Ayrıca günümüzde oldukça popüler ve yaygın olarak kullanılan bir söz olan “her başarılı erkeğin arkasında bir kadın vardır” sözünü ele aldığımızda neden başarılı olanın erkek neden arkada olanın kadın olduğu sorunsalı da tüm bu tarih süreç ve süzgecinden geçerek günümüze aktarılan ve aktarımına devam edilen atasözleri ve deyimlere bağlanabilir. Bu sözü ciddiye alırsak, erkeğin başarısız olması durumunda sorumlu kimdir? Sanırım yine kadındır çünkü makalenin önceki bölümlerinde de belirtildiği üzere erkeğin başarısız olmasının nedeni, eğer erkek evli ise büyük ölçüde karısına yüklenmekte ve sorunun kaynağının kadında aranabileceği vurgulanmaktadır.

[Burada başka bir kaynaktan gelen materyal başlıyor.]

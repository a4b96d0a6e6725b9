//! Email delivery through the Resend HTTP API.

use async_trait::async_trait;
use serde_json::json;

use newswire_common::types::Channel;

use crate::sender::{ChannelSender, SendError, check_response};

const RESEND_ENDPOINT: &str = "https://api.resend.com/emails";

/// Subject used when the caller has none.
const DEFAULT_SUBJECT: &str = "Notification";

pub struct ResendEmailSender {
    client: reqwest::Client,
    api_key: Option<String>,
    from: String,
    endpoint: String,
}

impl ResendEmailSender {
    pub fn new(client: reqwest::Client, api_key: Option<String>, from: String) -> Self {
        Self {
            client,
            api_key,
            from,
            endpoint: RESEND_ENDPOINT.to_string(),
        }
    }

    /// Point the sender at another Resend-compatible endpoint.
    pub fn with_endpoint(mut self, endpoint: impl Into<String>) -> Self {
        self.endpoint = endpoint.into();
        self
    }
}

#[async_trait]
impl ChannelSender for ResendEmailSender {
    fn channel(&self) -> Channel {
        Channel::Email
    }

    async fn send(&self, target: &str, subject: Option<&str>, body: &str) -> Result<(), SendError> {
        let api_key = self
            .api_key
            .as_deref()
            .ok_or(SendError::NotConfigured("RESEND_API_KEY"))?;

        let payload = json!({
            "from": self.from,
            "to": [target],
            "subject": subject.unwrap_or(DEFAULT_SUBJECT),
            "text": body,
        });

        let response = self
            .client
            .post(&self.endpoint)
            .bearer_auth(api_key)
            .json(&payload)
            .send()
            .await
            .map_err(|e| SendError::from_reqwest("resend", e))?;

        check_response("resend", response).await
    }
}
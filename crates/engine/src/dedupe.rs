//! Dedupe key derivation.
//!
//! A dedupe key identifies the same real-world story across repeated matches:
//! the canonical URL when the article has one, otherwise a
//! `source|title|date` fingerprint. Keys are pure functions of the article so
//! re-running a sweep always derives the same key.

use url::Url;
use url::form_urlencoded;

use newswire_common::types::Article;

/// Query parameters that only carry campaign tracking.
const TRACKING_PARAMS: &[&str] = &["fbclid", "gclid"];

/// Canonical identity of a match.
#[derive(Debug, Clone, PartialEq, Eq)]
pub struct DedupeKey {
    pub key: String,
    /// Canonical URL, when the key was derived from one.
    pub normalized_url: Option<String>,
}

/// Derive the dedupe key for a matched article.
pub fn dedupe_key(article: &Article) -> DedupeKey {
    let url = normalize_url(article.url.as_deref().unwrap_or_default());
    if !url.is_empty() {
        return DedupeKey {
            key: url.clone(),
            normalized_url: Some(url),
        };
    }

    let source = article
        .source_name
        .as_deref()
        .unwrap_or_default()
        .trim()
        .to_lowercase();
    let title = normalize_title(article.title.as_deref().unwrap_or_default());
    let day = article.published_at.date_naive().format("%Y-%m-%d").to_string();

    let parts: Vec<&str> = [source.as_str(), title.as_str(), day.as_str()]
        .into_iter()
        .filter(|p| !p.is_empty())
        .collect();

    let key = if parts.is_empty() {
        format!("unknown:{}", article.id)
    } else {
        parts.join("|")
    };

    DedupeKey {
        key,
        normalized_url: None,
    }
}

/// Canonicalize a URL: lowercase scheme and host, drop default ports, the
/// fragment, trailing path slashes and tracking parameters, and sort what
/// remains of the query. Unparseable input is returned trimmed.
pub fn normalize_url(raw: &str) -> String {
    let raw = raw.trim();
    if raw.is_empty() {
        return String::new();
    }

    let parsed = match Url::parse(raw) {
        Ok(u) if !u.cannot_be_a_base() => u,
        _ => return raw.to_string(),
    };

    let mut out = format!("{}://", parsed.scheme().to_ascii_lowercase());

    if !parsed.username().is_empty() {
        out.push_str(parsed.username());
        if let Some(password) = parsed.password() {
            out.push(':');
            out.push_str(password);
        }
        out.push('@');
    }
    if let Some(host) = parsed.host_str() {
        out.push_str(&host.to_lowercase());
    }
    // `port()` is None for the scheme's default port.
    if let Some(port) = parsed.port() {
        out.push(':');
        out.push_str(&port.to_string());
    }

    out.push_str(parsed.path().trim_end_matches('/'));

    let mut params: Vec<(String, String)> = parsed
        .query_pairs()
        .filter(|(k, _)| !is_tracking_param(k))
        .map(|(k, v)| (k.into_owned(), v.into_owned()))
        .collect();
    params.sort();

    if !params.is_empty() {
        let query = form_urlencoded::Serializer::new(String::new())
            .extend_pairs(params.iter())
            .finish();
        out.push('?');
        out.push_str(&query);
    }

    out
}

fn is_tracking_param(name: &str) -> bool {
    let lower = name.to_ascii_lowercase();
    lower.starts_with("utm_") || TRACKING_PARAMS.contains(&lower.as_str())
}

/// Lowercase and collapse every run of non-alphanumeric characters into a
/// single space.
pub fn normalize_title(raw: &str) -> String {
    let lowered = raw.to_lowercase();
    let mut out = String::with_capacity(lowered.len());
    let mut pending_space = false;

    for ch in lowered.chars() {
        if ch.is_alphanumeric() {
            if pending_space && !out.is_empty() {
                out.push(' ');
            }
            pending_space = false;
            out.push(ch);
        } else {
            pending_space = true;
        }
    }

    out
}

5. Ailede Kadınlar Arası İlişkilere Yönelik Türk Atasözleri ve Deyimleri

Geleneksel Türk toplumlarında aile yapısına baktığımızda hiyerarşik yapının zirvelerini yaşı ne olursa olsun erkeklerin oluşturduğunu görmekteyiz. Hanede yaşı ne olursa olsun evin büyüğü olan kadın, evin en küçük erkeğinden sonra gelmektedir. Evin reisi de o ailenin babasıdır. Babadan başlayarak yaşa göre erkekler hiyerarşik yapının zirvesini oluşturur (Günindi Ersöz, 2010: 177). Bu durum çoğunlukla, evdeki en yaşlı kadının en genç erkeğe olan tavırlarını bile etkilemektedir.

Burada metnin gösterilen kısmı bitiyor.